Georgia's first Black senator urges readers to get up, get dressed, and find the right shoes for what they're going to do. Warnock offers a shoe-based view of his own experiences--donning boots each summer to help his dad haul old cars and church shoes on Sundays to hear him preach, high-tops to play basketball, and pastor and activist shoes as a grown-up. Though he became a pastor at the same Baptist church where Martin Luther King Jr. preached, he notes with humility that he "never thought it was [his] job to walk in" those shoes but to find his own, and now, after his election, he wears lace-ups for his job of helping people. Fondly watching his own children clomping around in his shoes, he tells them what his father told him: "You have to put on shoes that fit your feet--shoes for the job you're meant to do." Often taking ground-level perspectives to focus attention on the footwear, Grooms depicts the author recognizably in uncrowded settings that usually include racially and ethnically diverse company.

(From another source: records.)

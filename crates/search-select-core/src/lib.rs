//! Component runtime for **search-select**.
//!
//! `search-select-core` is the rendering substrate the widget crate is built
//! on. Programs follow the [Elm Architecture]: state changes only in
//! `update`, rendering is a function of state, and side effects are values
//! ([`Command`]s and [`Subscription`]s) handed back to the runtime.
//!
//! # Key types
//!
//! | Type | Purpose |
//! |------|---------|
//! | [`Model`] | Top-level application trait (init / update / view) |
//! | [`Component`] | Reusable sub-model that renders into a [`ratatui::layout::Rect`] |
//! | [`Command`] | Follow-up messages and quit requests returned from `update` |
//! | [`Subscription`] | Lifecycle-scoped listener, started and stopped by diffing |
//! | [`EventBus`] | Fan-out of terminal events to every active listener |
//! | [`Program`] | Wires a [`Model`] to a real terminal and drives the event loop |
//! | [`TestProgram`](testing::TestProgram) | Headless harness for unit tests |
//!
//! [Elm Architecture]: https://guide.elm-lang.org/architecture/

pub mod bus;
pub mod command;
pub mod component;
pub mod event;
pub mod model;
pub mod runtime;
pub mod subscription;
pub mod subscriptions;
pub mod testing;

pub use bus::EventBus;
pub use command::Command;
pub use component::Component;
pub use event::TerminalEvent;
pub use model::Model;
pub use runtime::{Program, ProgramError, ProgramOptions};
pub use subscription::{Subscription, SubscriptionId};
pub use subscriptions::{pointer_events, terminal_events};

/// Run an application with default options.
pub async fn run<M: Model>(flags: M::Flags) -> Result<M, ProgramError> {
    Program::<M>::new(flags)?.run().await
}

/// Run with custom options.
pub async fn run_with<M: Model>(
    flags: M::Flags,
    options: ProgramOptions,
) -> Result<M, ProgramError> {
    Program::<M>::with_options(flags, options)?.run().await
}
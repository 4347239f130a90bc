use crate::bus::EventBus;
use crate::event::TerminalEvent;
use crate::subscription::{Subscription, SubscriptionId};
use crossterm::event::{EventStream, MouseEvent};
use futures::StreamExt;
use tokio::task::AbortHandle;

/// Marker type identifying the application-wide terminal event listener.
pub struct TerminalEvents;

/// Marker type identifying per-instance pointer listeners.
pub struct PointerEvents;

/// Create a terminal events subscription that maps each event through a
/// user-provided function.
///
/// The `map` closure receives every [`TerminalEvent`] and returns `Some(Msg)`
/// to forward it or `None` to discard it. There is one such subscription per
/// program; declaring it twice yields the same id.
///
/// # Example
///
/// ```rust,ignore
/// fn subscriptions(&self) -> Vec<Subscription<Msg>> {
///     vec![terminal_events(|event| event.key_press().map(Msg::Key))]
/// }
/// ```
pub fn terminal_events<Msg: Send + 'static>(
    map: impl Fn(TerminalEvent) -> Option<Msg> + Send + Sync + 'static,
) -> Subscription<Msg> {
    Subscription::from_events(SubscriptionId::of::<TerminalEvents>(), map)
}

/// Create a document-level pointer listener identified by `listener_id`.
///
/// Widgets that need to notice clicks anywhere on screen (for example to close
/// a popup when the user clicks elsewhere) return this from
/// [`Component::subscriptions`](crate::Component::subscriptions) with an id
/// unique to the widget instance. The listener lives exactly as long as the
/// widget keeps declaring it.
pub fn pointer_events<Msg: Send + 'static>(
    listener_id: u64,
    map: impl Fn(MouseEvent) -> Option<Msg> + Send + Sync + 'static,
) -> Subscription<Msg> {
    Subscription::from_events(SubscriptionId::new::<PointerEvents>(listener_id), move |ev| {
        ev.mouse().and_then(&map)
    })
}

/// Read the real terminal's input and publish it on `bus` until aborted.
///
/// Read errors are skipped rather than ending the stream.
pub(crate) fn pump_terminal_events(bus: EventBus) -> AbortHandle {
    let handle = tokio::spawn(async move {
        // Created inside the task: crossterm's event reader is global and
        // must only be polled from one place.
        let mut stream = EventStream::new();
        while let Some(result) = stream.next().await {
            match result {
                Ok(event) => {
                    bus.publish(TerminalEvent::from(event));
                }
                Err(err) => tracing::warn!(%err, "terminal event read failed"),
            }
        }
    });
    handle.abort_handle()
}

#[cfg(test)]
mod tests {
    use super::*;
    use crossterm::event::{KeyCode, KeyEvent, KeyModifiers, MouseButton, MouseEventKind};
    use std::time::Duration;
    use tokio::sync::mpsc;

    fn click(column: u16, row: u16) -> MouseEvent {
        MouseEvent {
            kind: MouseEventKind::Down(MouseButton::Left),
            column,
            row,
            modifiers: KeyModifiers::NONE,
        }
    }

    #[test]
    fn pointer_listeners_are_distinct_per_instance() {
        let a = pointer_events(1, |m: MouseEvent| Some(m.column));
        let b = pointer_events(2, |m: MouseEvent| Some(m.column));
        let t = terminal_events(|_| Some(0u16));
        assert_ne!(a.id(), b.id());
        assert_ne!(a.id(), t.id());
    }

    #[tokio::test]
    async fn pointer_events_ignore_keys() {
        let bus = EventBus::new();
        let (tx, mut rx) = mpsc::unbounded_channel();
        let sub = pointer_events(9, |m: MouseEvent| Some((m.column, m.row)));
        let _abort = (sub.spawn)(crate::subscription::SubscriptionContext {
            tx,
            events: bus.clone(),
        });

        bus.publish(TerminalEvent::Key(KeyEvent::from(KeyCode::Char('x'))));
        bus.publish(TerminalEvent::Mouse(click(5, 6)));

        let got = tokio::time::timeout(Duration::from_secs(1), rx.recv())
            .await
            .expect("timed out");
        assert_eq!(got, Some((5, 6)));
    }
}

A final scene of the senator sitting with a group of diverse but not individualized children does skate close to blandness, but overall the art's clean hues and smiling faces create an atmosphere more buoyant than stale for the lightly delivered message. (This book was reviewed digitally.) Good-humored inspiration from heel to toe. (Picture-book autobiography. 6-8) Copyright (c) Kirkus Reviews, used with permission.

Copyright (c) Kirkus Reviews, used with permission.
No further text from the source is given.